TASK GOAL: The line containing "a char boundary." marks the start; repeat it and every following line exactly through the end of the entries.

LISTED ENTRIES:
*-*-*

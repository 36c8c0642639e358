use std::collections::HashMap;

use cfl::grammar::{Alphabet, Symbol};
use lazy_static::lazy_static;
use utils::DiagnosticEmitter;

#[derive(Clone, Debug, Copy, Eq, PartialEq, Hash)]
pub struct Location(pub u32);

#[derive(Debug, Clone, Copy, PartialEq, Eq)]
pub enum TokenValue {
    Integer(usize),
    Name(Symbol),

    // Grammar
    Arrow,
    Pipe,
    Epsilon,

    EndOfLine,
    EndOfFile,
}

use TokenValue::*;

lazy_static! {
    static ref KEYWORDS: HashMap<&'static str, TokenValue> =
        HashMap::from([("eps", Epsilon), ("epsilon", Epsilon)]);
}

#[derive(Debug, Clone, Copy, PartialEq, Eq)]
pub struct Token {
    pub value: TokenValue,

    pub line_num: Location,
}

impl Token {
    /// Human readable form of the token for error messages.
    pub fn describe(&self, alphabet: &Alphabet) -> String {
        match self.value {
            Integer(i) => format!("'{i}'"),
            Name(sym) => format!("'{}'", alphabet.name(sym)),
            Arrow => "'->'".to_owned(),
            Pipe => "'|'".to_owned(),
            Epsilon => "'eps'".to_owned(),
            EndOfLine => "end of line".to_owned(),
            EndOfFile => "end of file".to_owned(),
        }
    }
}

/// Splits edge lists and grammar files into tokens. Both formats are line
/// based, so line breaks are tokens too. Names are interned into the
/// alphabet the lexer was created with, so symbols are shared between the
/// grammar and the graph.
pub struct Lexer<'src> {
    source: &'src [u8],
    start: usize,
    current: usize,
    line_num: u32,
    diagnostic_emitter: &'src mut DiagnosticEmitter,
    alphabet: Alphabet,
}

#[derive(Debug, Clone, Default)]
pub struct LexResult {
    pub tokens: Vec<Token>,
    pub alphabet: Alphabet,
}

impl<'src> Lexer<'src> {
    pub fn new(
        source: &'src str,
        alphabet: Alphabet,
        diagnostic_emitter: &'src mut DiagnosticEmitter,
    ) -> Self {
        Lexer {
            source: source.as_bytes(),
            start: 0,
            current: 0,
            line_num: 1,
            diagnostic_emitter,
            alphabet,
        }
    }

    /// Returns `None` after reporting the first lexical error.
    pub fn lex_all(mut self) -> Option<LexResult> {
        if !self.source.is_ascii() {
            self.diagnostic_emitter
                .error(self.line_num, "Only ASCII input is supported.");
            return None;
        }

        let mut tokens = Vec::new();
        while let Some(tok) = self.lex()? {
            tokens.push(tok);
        }

        tokens.push(Token {
            value: EndOfFile,
            line_num: Location(self.line_num),
        });

        Some(LexResult {
            tokens,
            alphabet: self.alphabet,
        })
    }

    // The outer option is None on error, the inner one at the end of input.
    fn lex(&mut self) -> Option<Option<Token>> {
        loop {
            if self.is_at_end() {
                return Some(None);
            }

            self.start = self.current;
            let line_num = Location(self.line_num);
            let value = match self.advance() {
                '\n' => {
                    self.line_num += 1;
                    EndOfLine
                }
                ' ' | '\t' | '\r' => continue,
                '#' => {
                    while self.peek() != '\n' && !self.is_at_end() {
                        self.advance();
                    }
                    continue;
                }
                '|' => Pipe,
                '-' => {
                    if !self.match_char('>') {
                        self.error("Expected '>' after '-', node ids cannot be negative.");
                        return None;
                    }
                    Arrow
                }
                c if c.is_ascii_digit() => self.lex_number()?,
                c if c.is_ascii_alphabetic() || c == '_' => self.lex_name()?,
                _ => {
                    let text = self.lexeme().to_owned();
                    self.error(&format!("Unexpected token: '{text}'."));
                    return None;
                }
            };
            return Some(Some(Token { value, line_num }));
        }
    }

    fn lex_number(&mut self) -> Option<TokenValue> {
        while self.peek().is_ascii_digit() {
            self.advance();
        }
        if self.peek().is_ascii_alphabetic() || self.peek() == '_' {
            self.advance();
            let text = self.lexeme().to_owned();
            self.error(&format!("Invalid number: '{text}'."));
            return None;
        }

        if let Ok(value) = self.lexeme().parse() {
            return Some(Integer(value));
        }
        let text = self.lexeme().to_owned();
        self.error(&format!("Number out of range: '{text}'."));
        None
    }

    fn lex_name(&mut self) -> Option<TokenValue> {
        while self.peek().is_ascii_alphanumeric() || self.peek() == '_' {
            self.advance();
        }

        let name = self.lexeme();
        if let Some(&keyword) = KEYWORDS.get(name) {
            return Some(keyword);
        }
        match self.alphabet.intern(name) {
            Ok(sym) => Some(Name(sym)),
            Err(err) => {
                self.error(&format!("Too many distinct labels, {err}."));
                None
            }
        }
    }

    fn lexeme(&self) -> &'src str {
        // Only ASCII input is accepted, so every index is a char boundary.
        let source = self.source;
        core::str::from_utf8(&source[self.start..self.current]).unwrap_or_default()
    }

    fn error(&mut self, msg: &str) {
        self.diagnostic_emitter.error(self.line_num, msg);
    }

    fn is_at_end(&self) -> bool {
        self.current >= self.source.len()
    }

    fn peek(&self) -> char {
        self.source.get(self.current).map_or('\0', |&b| b as char)
    }

    fn advance(&mut self) -> char {
        let prev = self.peek();
        self.current += 1;
        prev
    }

    fn match_char(&mut self, expected: char) -> bool {
        if self.peek() == expected && !self.is_at_end() {
            self.current += 1;
            true
        } else {
            false
        }
    }
}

*-*-*

SOLUTION FOR THIS EXERCISE:
        // Only ASCII input is accepted, so every index is a char boundary.
        let source = self.source;
        core::str::from_utf8(&source[self.start..self.current]).unwrap_or_default()
    }

    fn error(&mut self, msg: &str) {
        self.diagnostic_emitter.error(self.line_num, msg);
    }

    fn is_at_end(&self) -> bool {
        self.current >= self.source.len()
    }

    fn peek(&self) -> char {
        self.source.get(self.current).map_or('\0', |&b| b as char)
    }

    fn advance(&mut self) -> char {
        let prev = self.peek();
        self.current += 1;
        prev
    }

    fn match_char(&mut self, expected: char) -> bool {
        if self.peek() == expected && !self.is_at_end() {
            self.current += 1;
            true
        } else {
            false
        }
    }
}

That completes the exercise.